TASK TO CARRY OUT -
In full and without deviation, write out the entries that follow.
*** RECORDS TO USE ***
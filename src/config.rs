//! Runtime configuration.

use std::collections::BTreeMap;
use std::time::Duration;

use anyhow::{ensure, Context, Result};
use serde::Deserialize;

use crate::models::{ExecutorId, Units};

/// The default interval at which the planner wakes up without new stream data.
pub(crate) const DEFAULT_TICK_INTERVAL_MS: u64 = 1_000;
/// The default number of clock ticks a failed delta waits before being planned again.
pub(crate) const DEFAULT_FAILURE_BACKOFF_TICKS: u64 = 30_000;
/// The default number of clock ticks for which the task stream writer lease is held.
pub(crate) const DEFAULT_LEASE_DURATION_TICKS: u64 = 15_000;
/// The default max number of records consumed from each stream per planning cycle.
pub(crate) const DEFAULT_MAX_BATCH_SIZE: usize = 500;

/// A desired state document, mapping executors to the units they should have installed.
pub type DesiredState = BTreeMap<ExecutorId, Units>;

/// Runtime configuration data.
#[derive(Clone, Debug, Deserialize)]
pub struct Config {
    /// The server's logging config, which uses Rust's `env_logger` directives.
    pub rust_log: String,
    /// The identity of this planner instance.
    ///
    /// Used as the producer of all tasks emitted by this planner, and as the holder identity of
    /// the task stream's writer lease.
    pub planner_executor_id: ExecutorId,
    /// The port used to serve Prometheus metrics and the desired state API.
    pub http_port: u16,

    /// The path to the database on disk.
    #[serde(default = "crate::database::default_data_path")]
    pub storage_data_path: String,
    /// The interval in milliseconds at which the planner is woken up without new stream data.
    #[serde(default = "Config::default_tick_interval_ms")]
    pub tick_interval_ms: u64,
    /// The number of clock ticks a failed delta must wait before it is planned again.
    #[serde(default = "Config::default_failure_backoff_ticks")]
    pub failure_backoff_ticks: u64,
    /// The number of clock ticks for which the task stream writer lease is held once acquired.
    #[serde(default = "Config::default_lease_duration_ticks")]
    pub lease_duration_ticks: u64,
    /// The max number of records consumed from each stream per planning cycle.
    #[serde(default = "Config::default_max_batch_size")]
    pub max_batch_size: usize,
    /// An optional path to a JSON desired state document used to seed the planner on startup.
    #[serde(default)]
    pub desired_state_path: Option<String>,
}

impl Config {
    /// Create a new config instance.
    ///
    /// Currently this routing just parses the runtime environment and builds the application
    /// config from that.
    #[allow(clippy::new_without_default)]
    pub fn new() -> Result<Self> {
        let config: Config = envy::from_env().context("error building config from env")?;
        config.validate()
    }

    /// Validate the relationships between config values.
    pub fn validate(self) -> Result<Self> {
        ensure!(self.tick_interval_ms > 0, "TICK_INTERVAL_MS must be greater than 0");
        ensure!(self.max_batch_size > 0, "MAX_BATCH_SIZE must be greater than 0");
        ensure!(
            self.lease_duration_ticks > self.tick_interval_ms,
            "LEASE_DURATION_TICKS ({}) must be greater than TICK_INTERVAL_MS ({}) so that the lease is renewed before it expires",
            self.lease_duration_ticks,
            self.tick_interval_ms,
        );
        Ok(self)
    }

    /// The interval at which the planner is woken up without new stream data.
    pub fn tick_interval(&self) -> Duration {
        Duration::from_millis(self.tick_interval_ms)
    }

    /// Load the desired state document from the configured path, if any.
    pub async fn load_desired_state(&self) -> Result<Option<DesiredState>> {
        let path = match &self.desired_state_path {
            Some(path) => path,
            None => return Ok(None),
        };
        let bytes = tokio::fs::read(path)
            .await
            .with_context(|| format!("error reading desired state document at {}", path))?;
        let desired: DesiredState = serde_json::from_slice(&bytes).with_context(|| format!("error parsing desired state document at {}", path))?;
        Ok(Some(desired))
    }

    fn default_tick_interval_ms() -> u64 {
        DEFAULT_TICK_INTERVAL_MS
    }

    fn default_failure_backoff_ticks() -> u64 {
        DEFAULT_FAILURE_BACKOFF_TICKS
    }

    fn default_lease_duration_ticks() -> u64 {
        DEFAULT_LEASE_DURATION_TICKS
    }

    fn default_max_batch_size() -> usize {
        DEFAULT_MAX_BATCH_SIZE
    }
}

#[cfg(test)]
impl Config {
    /// Create a config for tests, backed by a temporary storage directory.
    ///
    /// The returned `TempDir` must be held for as long as the config is in use.
    pub fn new_test() -> Result<(std::sync::Arc<Self>, tempfile::TempDir)> {
        let tmpdir = tempfile::tempdir().context("error creating tmp dir for test config")?;
        let config = Self {
            rust_log: "error".into(),
            planner_executor_id: ExecutorId::new("grid://planners/test")?,
            http_port: 7002,
            storage_data_path: tmpdir.path().to_string_lossy().to_string(),
            tick_interval_ms: 10,
            failure_backoff_ticks: 100,
            lease_duration_ticks: 1_000,
            max_batch_size: 50,
            desired_state_path: None,
        };
        Ok((std::sync::Arc::new(config), tmpdir))
    }
}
***
SOLUTION FOR THIS PROBLEM -
filename src/config.rs
//! Runtime configuration.

use std::collections::BTreeMap;
use std::time::Duration;

use anyhow::{ensure, Context, Result};
use serde::Deserialize;

use crate::models::{ExecutorId, Units};

/// The default interval at which the planner wakes up without new stream data.
pub(crate) const DEFAULT_TICK_INTERVAL_MS: u64 = 1_000;
/// The default number of clock ticks a failed delta waits before being planned again.
pub(crate) const DEFAULT_FAILURE_BACKOFF_TICKS: u64 = 30_000;
/// The default number of clock ticks for which the task stream writer lease is held.
pub(crate) const DEFAULT_LEASE_DURATION_TICKS: u64 = 15_000;
/// The default max number of records consumed from each stream per planning cycle.
pub(crate) const DEFAULT_MAX_BATCH_SIZE: usize = 500;

/// A desired state document, mapping executors to the units they should have installed.
pub type DesiredState = BTreeMap<ExecutorId, Units>;

/// Runtime configuration data.
#[derive(Clone, Debug, Deserialize)]
pub struct Config {
    /// The server's logging config, which uses Rust's `env_logger` directives.
    pub rust_log: String,
    /// The identity of this planner instance.
    ///
    /// Used as the producer of all tasks emitted by this planner, and as the holder identity of
    /// the task stream's writer lease.
    pub planner_executor_id: ExecutorId,
    /// The port used to serve Prometheus metrics and the desired state API.
    pub http_port: u16,

    /// The path to the database on disk.
    #[serde(default = "crate::database::default_data_path")]
    pub storage_data_path: String,
    /// The interval in milliseconds at which the planner is woken up without new stream data.
    #[serde(default = "Config::default_tick_interval_ms")]
    pub tick_interval_ms: u64,
    /// The number of clock ticks a failed delta must wait before it is planned again.
    #[serde(default = "Config::default_failure_backoff_ticks")]
    pub failure_backoff_ticks: u64,
    /// The number of clock ticks for which the task stream writer lease is held once acquired.
    #[serde(default = "Config::default_lease_duration_ticks")]
    pub lease_duration_ticks: u64,
    /// The max number of records consumed from each stream per planning cycle.
    #[serde(default = "Config::default_max_batch_size")]
    pub max_batch_size: usize,
    /// An optional path to a JSON desired state document used to seed the planner on startup.
    #[serde(default)]
    pub desired_state_path: Option<String>,
}

impl Config {
    /// Create a new config instance.
    ///
    /// Currently this routing just parses the runtime environment and builds the application
    /// config from that.
    #[allow(clippy::new_without_default)]
    pub fn new() -> Result<Self> {
        let config: Config = envy::from_env().context("error building config from env")?;
        config.validate()
    }

    /// Validate the relationships between config values.
    pub fn validate(self) -> Result<Self> {
        ensure!(self.tick_interval_ms > 0, "TICK_INTERVAL_MS must be greater than 0");
        ensure!(self.max_batch_size > 0, "MAX_BATCH_SIZE must be greater than 0");
        ensure!(
            self.lease_duration_ticks > self.tick_interval_ms,
            "LEASE_DURATION_TICKS ({}) must be greater than TICK_INTERVAL_MS ({}) so that the lease is renewed before it expires",
            self.lease_duration_ticks,
            self.tick_interval_ms,
        );
        Ok(self)
    }

    /// The interval at which the planner is woken up without new stream data.
    pub fn tick_interval(&self) -> Duration {
        Duration::from_millis(self.tick_interval_ms)
    }

    /// Load the desired state document from the configured path, if any.
    pub async fn load_desired_state(&self) -> Result<Option<DesiredState>> {
        let path = match &self.desired_state_path {
            Some(path) => path,
            None => return Ok(None),
        };
        let bytes = tokio::fs::read(path)
            .await
            .with_context(|| format!("error reading desired state document at {}", path))?;
        let desired: DesiredState = serde_json::from_slice(&bytes).with_context(|| format!("error parsing desired state document at {}", path))?;
        Ok(Some(desired))
    }

    fn default_tick_interval_ms() -> u64 {
        DEFAULT_TICK_INTERVAL_MS
    }

    fn default_failure_backoff_ticks() -> u64 {
        DEFAULT_FAILURE_BACKOFF_TICKS
    }

    fn default_lease_duration_ticks() -> u64 {
        DEFAULT_LEASE_DURATION_TICKS
    }

    fn default_max_batch_size() -> usize {
        DEFAULT_MAX_BATCH_SIZE
    }
}

#[cfg(test)]
impl Config {
    /// Create a config for tests, backed by a temporary storage directory.
    ///
    /// The returned `TempDir` must be held for as long as the config is in use.
    pub fn new_test() -> Result<(std::sync::Arc<Self>, tempfile::TempDir)> {
        let tmpdir = tempfile::tempdir().context("error creating tmp dir for test config")?;
        let config = Self {
            rust_log: "error".into(),
            planner_executor_id: ExecutorId::new("grid://planners/test")?,
            http_port: 7002,
            storage_data_path: tmpdir.path().to_string_lossy().to_string(),
            tick_interval_ms: 10,
            failure_backoff_ticks: 100,
            lease_duration_ticks: 1_000,
            max_batch_size: 50,
            desired_state_path: None,
        };
        Ok((std::sync::Arc::new(config), tmpdir))
    }
}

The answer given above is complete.